Uns kann nichts passieren. Wir sind aus Diamant, unsere Herzen aus Stein. Wir haben es gelernt dass es keine Flucht ohne Geld gibt, nur Hornhaut für die Seele. Es kein Aufgeben gibt, denn das würde der Verlust der Vernunft bedeuten, der Untergang, der Tod. Egal wie. So haben wir gelernt, zuzusehen, egal wo, und uns rauszuhalten. Bis wir soweit sind. Stark genug. Gewappnet. Visuelles Einstecken. Beobachter des eigenen Lebens bleiben. Denn hier gibt es Betonschluchten, Glasfronten, Grau und Schwarz, aber keine Brücken und Paradiesvögel- nur in unserer Vorstellung. Also Schweigen, lass dir eine Pelle wachsen sonst schwimmst du bald da unten. Und viel gibts da nich. Und von Blicken gespeist aus Mitleid und Wissen, dass das sicher nicht einfach ist, wirst du nicht satt. Also weitermachen, obenbleiben. Warten, abwarten, nichts anmerken lassen. Nur das erste Mal ist schwer. Beim Zweiten erwarten wir weniger, hoffen nur mehr.

Und weil wir dachten wir wüssten alles, bleiben wir dann doch hin und wieder fassungslos stehen und verstehen nichts mehr. Dämliche Einbildung.

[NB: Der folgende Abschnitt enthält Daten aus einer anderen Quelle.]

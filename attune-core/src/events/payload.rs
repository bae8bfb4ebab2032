//! Typed views over `Event.data`
//!
//! Field names accept both camelCase (what game clients send) and
//! snake_case. Every numeric field is optional; consumers decide what an
//! absent value means.

use serde::de::DeserializeOwned;
use serde::{Deserialize, Serialize};
use serde_json::Value;

use crate::difficulty::DifficultyTier;
use crate::error::ValidationError;

/// Raw session payload carried by game and therapeutic events
#[derive(Debug, Clone, Default, PartialEq, Serialize, Deserialize)]
#[serde(default, rename_all = "camelCase")]
pub struct SessionData {
    #[serde(alias = "user_id")]
    pub user_id: String,
    #[serde(alias = "activity_id", alias = "gameId", alias = "game_id")]
    pub activity_id: String,
    #[serde(alias = "session_id", skip_serializing_if = "Option::is_none")]
    pub session_id: Option<String>,
    pub performance: PerformanceData,
    #[serde(alias = "sensory_data")]
    pub sensory_data: SensoryData,
    /// Recall outcomes for learned content touched during the session.
    pub reviews: Vec<ReviewInput>,
}

/// Performance fields reported by a game
#[derive(Debug, Clone, Default, PartialEq, Serialize, Deserialize)]
#[serde(default, rename_all = "camelCase")]
pub struct PerformanceData {
    pub score: Option<f64>,
    /// Fraction of correct responses in `[0, 1]`. Presence marks a scored attempt.
    pub accuracy: Option<f64>,
    #[serde(alias = "completion_time")]
    pub completion_time: Option<f64>,
    #[serde(alias = "hints_used")]
    pub hints_used: Option<f64>,
    pub attempts: Option<f64>,
    pub completed: Option<f64>,
    pub errors: Option<f64>,
    #[serde(alias = "reaction_time_ms")]
    pub reaction_time_ms: Option<f64>,
    #[serde(alias = "time_on_task")]
    pub time_on_task: Option<f64>,
    pub interactions: Option<f64>,
    #[serde(alias = "focus_time")]
    pub focus_time: Option<f64>,
    #[serde(alias = "frustration_events")]
    pub frustration_events: Option<f64>,
    #[serde(alias = "help_requests")]
    pub help_requests: Option<f64>,
    #[serde(alias = "self_corrections")]
    pub self_corrections: Option<f64>,
    pub retries: Option<f64>,
    pub difficulty: Option<DifficultyTier>,
}

/// Sensory response fields
#[derive(Debug, Clone, Default, PartialEq, Serialize, Deserialize)]
#[serde(default, rename_all = "camelCase")]
pub struct SensoryData {
    #[serde(alias = "visual_responses")]
    pub visual_responses: Option<f64>,
    #[serde(alias = "auditory_responses")]
    pub auditory_responses: Option<f64>,
    #[serde(alias = "tactile_responses")]
    pub tactile_responses: Option<f64>,
    #[serde(alias = "overload_events")]
    pub overload_events: Option<f64>,
    #[serde(alias = "calming_breaks")]
    pub calming_breaks: Option<f64>,
}

/// Outcome of one review/test of a learned item
#[derive(Debug, Clone, PartialEq, Serialize, Deserialize)]
#[serde(rename_all = "camelCase")]
pub struct ReviewInput {
    #[serde(alias = "item_id")]
    pub item_id: String,
    pub recalled: bool,
    /// Graded recall in `[0, 1]`; defaults to 1.0/0.0 from `recalled`.
    #[serde(default)]
    pub score: Option<f64>,
    /// Days since the previous review, when the client knows it.
    #[serde(default, alias = "elapsed_days")]
    pub elapsed_days: Option<f64>,
}

/// Payload of profile lifecycle events
#[derive(Debug, Clone, PartialEq, Serialize, Deserialize)]
#[serde(rename_all = "camelCase")]
pub struct ProfilePayload {
    #[serde(alias = "user_id")]
    pub user_id: String,
    #[serde(default)]
    pub profile: Value,
    #[serde(default)]
    pub reviews: Vec<ReviewInput>,
}

/// Deserialize an event's data object.
pub(crate) fn parse<T: DeserializeOwned>(data: &Value) -> Result<T, ValidationError> {
    if !data.is_object() {
        return Err(ValidationError::NotAnObject);
    }
    serde_json::from_value(data.clone()).map_err(|e| ValidationError::from_serde("data", &e))
}

fn check_fraction(field: &str, value: Option<f64>) -> Result<(), ValidationError> {
    match value {
        Some(v) if !(0.0..=1.0).contains(&v) => Err(ValidationError::InvalidField {
            field: field.to_string(),
            reason: format!("{v} is outside [0, 1]"),
        }),
        _ => Ok(()),
    }
}

fn check_non_negative(field: &str, value: Option<f64>) -> Result<(), ValidationError> {
    match value {
        Some(v) if !v.is_finite() || v < 0.0 => Err(ValidationError::InvalidField {
            field: field.to_string(),
            reason: format!("{v} must be a non-negative number"),
        }),
        _ => Ok(()),
    }
}

impl SessionData {
    /// Parse and validate a session payload.
    pub fn from_event_data(data: &Value) -> Result<Self, ValidationError> {
        let session: Self = parse(data)?;
        session.validate()?;
        Ok(session)
    }

    pub fn validate(&self) -> Result<(), ValidationError> {
        if self.user_id.trim().is_empty() {
            return Err(ValidationError::MissingField("user_id"));
        }
        let p = &self.performance;
        check_fraction("performance.accuracy", p.accuracy)?;
        check_non_negative("performance.completion_time", p.completion_time)?;
        check_non_negative("performance.hints_used", p.hints_used)?;
        for review in &self.reviews {
            review.validate()?;
        }
        Ok(())
    }

    /// Require an activity id (scored attempts and session starts).
    pub fn require_activity(&self) -> Result<&str, ValidationError> {
        if self.activity_id.trim().is_empty() {
            return Err(ValidationError::MissingField("activity_id"));
        }
        Ok(&self.activity_id)
    }

    /// A scored attempt carries an accuracy figure.
    pub fn is_scored_attempt(&self) -> bool {
        self.performance.accuracy.is_some()
    }
}

impl ReviewInput {
    pub fn validate(&self) -> Result<(), ValidationError> {
        if self.item_id.trim().is_empty() {
            return Err(ValidationError::MissingField("reviews.item_id"));
        }
        check_fraction("reviews.score", self.score)?;
        check_non_negative("reviews.elapsed_days", self.elapsed_days)
    }

    /// Recall strength in `[0, 1]`.
    pub fn strength(&self) -> f64 {
        self.score
            .unwrap_or(if self.recalled { 1.0 } else { 0.0 })
            .clamp(0.0, 1.0)
    }
}

impl ProfilePayload {
    pub fn from_event_data(data: &Value) -> Result<Self, ValidationError> {
        let payload: Self = parse(data)?;
        if payload.user_id.trim().is_empty() {
            return Err(ValidationError::MissingField("user_id"));
        }
        for review in &payload.reviews {
            review.validate()?;
        }
        Ok(payload)
    }
}

#[cfg(test)]
mod tests {
    use super::*;
    use serde_json::json;

    #[test]
    fn accepts_camel_and_snake_case() {
        let camel = SessionData::from_event_data(&json!({
            "userId": "u1",
            "activityId": "a1",
            "performance": {"accuracy": 0.8, "hintsUsed": 2}
        }))
        .unwrap();
        let snake = SessionData::from_event_data(&json!({
            "user_id": "u1",
            "activity_id": "a1",
            "performance": {"accuracy": 0.8, "hints_used": 2}
        }))
        .unwrap();
        assert_eq!(camel, snake);
        assert_eq!(camel.performance.hints_used, Some(2.0));
    }

    #[test]
    fn missing_user_is_rejected() {
        let err = SessionData::from_event_data(&json!({"activityId": "a1"})).unwrap_err();
        assert_eq!(err, ValidationError::MissingField("user_id"));
    }

    #[test]
    fn non_object_data_is_rejected() {
        let err = SessionData::from_event_data(&json!([1, 2, 3])).unwrap_err();
        assert_eq!(err, ValidationError::NotAnObject);
    }

    #[test]
    fn accuracy_out_of_range_is_rejected() {
        let err = SessionData::from_event_data(&json!({
            "userId": "u1",
            "performance": {"accuracy": 1.5}
        }))
        .unwrap_err();
        assert!(matches!(err, ValidationError::InvalidField { .. }));
    }

    #[test]
    fn ill_typed_field_is_a_validation_error() {
        let err = SessionData::from_event_data(&json!({
            "userId": "u1",
            "performance": {"accuracy": "high"}
        }))
        .unwrap_err();
        assert!(matches!(err, ValidationError::InvalidField { .. }));
    }

    #[test]
    fn review_strength_defaults_from_recalled() {
        let ok = ReviewInput {
            item_id: "w".into(),
            recalled: true,
            score: None,
            elapsed_days: None,
        };
        let partial = ReviewInput {
            score: Some(0.4),
            ..ok.clone()
        };
        assert_eq!(ok.strength(), 1.0);
        assert_eq!(partial.strength(), 0.4);
    }

    #[test]
    fn scored_attempt_requires_accuracy() {
        let mut session = SessionData {
            user_id: "u1".into(),
            ..Default::default()
        };
        assert!(!session.is_scored_attempt());
        session.performance.accuracy = Some(0.5);
        assert!(session.is_scored_attempt());
    }
}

Weil wir alle eigentlich nicht richtig wissen wie oder wieso. Und weil wir alle eben das Beste draus machen. Denn gestern hatten wir so einen guten Tag, warum sollte es heute nicht genau so klappen. Weil es keine Antworten gibt, und wenn dann nur kurze, die müssen dann reichen. Schon gut, danke, wir habens verstanden. Weil wir manchmal nur jemanden wollen der uns will- und dann auch bitteschön nur uns.